‹ Cours familier de Littérature - Volume 01Chapitre 22 sur 216 · XXII.

XXII.

C'était l'habitation d'un vieillard dont j'ai parlé ailleurs, et qu'on appelait M. de Valmont; les deux soeurs chez lesquelles il habitait depuis de longues années, sans qu'on lui connût de relation de parenté avec elles, étaient du pays; elles possédaient pour toute fortune cette maison, ce jardin, ce verger, et quelques petits champs de vigne hors de l'enceinte, sur la colline de Bussières.

Tout était mystère dans l'existence de ces trois personnes; le mystère aiguisait la curiosité, mais cette curiosité ne fut jamais satisfaite.

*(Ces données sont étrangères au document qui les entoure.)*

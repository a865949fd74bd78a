//! Environment-driven configuration.

use anyhow::Context;

#[derive(Clone, Debug)]
pub struct Config {
    pub database_url: String,
    pub port: u16,
    pub nats_url: Option<String>,
    /// Comma-separated `token:user-uuid` pairs accepted as bearer tokens.
    pub api_tokens: String,
    /// When set, expired coupons are rejected at apply time. The upstream
    /// behavior never checked expiry, so this stays a policy switch.
    pub enforce_coupon_expiry: bool,
}

impl Config {
    pub fn from_env() -> anyhow::Result<Self> {
        Ok(Self {
            database_url: std::env::var("DATABASE_URL").context("DATABASE_URL is required")?,
            port: std::env::var("PORT")
                .unwrap_or_else(|_| "8083".to_string())
                .parse()
                .context("PORT must be a number")?,
            nats_url: std::env::var("NATS_URL").ok(),
            api_tokens: std::env::var("API_TOKENS").unwrap_or_default(),
            enforce_coupon_expiry: flag_enabled(std::env::var("COUPON_ENFORCE_EXPIRY").ok()),
        })
    }
}

/// Unset flags default to enabled; only explicit "false"/"0" disable.
fn flag_enabled(value: Option<String>) -> bool {
    match value.as_deref() {
        Some("false") | Some("0") => false,
        _ => true,
    }
}

#[cfg(test)]
mod tests {
    use super::*;

    #[test]
    fn test_flag_defaults_on() {
        assert!(flag_enabled(None));
        assert!(flag_enabled(Some("true".into())));
        assert!(flag_enabled(Some("yes".into())));
    }

    #[test]
    fn test_flag_disables_explicitly() {
        assert!(!flag_enabled(Some("false".into())));
        assert!(!flag_enabled(Some("0".into())));
    }
}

Nul n'entrait dans cette maison, nul n'en sortait; il n'y avait pas un voisin ou un paysan du village qui eût échangé en sa vie une parole ou un salut avec les habitants.

Moi seul je connaissais un peu plus que de vue M. de Valmont, mais non les deux soeurs; il venait quelquefois à la ville passer une semaine ou deux de l'hiver; pendant ces courts séjours il rendait visite, en costume alors très-décent et même recherché, à mon oncle. Cet oncle était un amateur exquis de sciences et de littérature; il ouvrait sa maison à tous les hommes distingués de la province.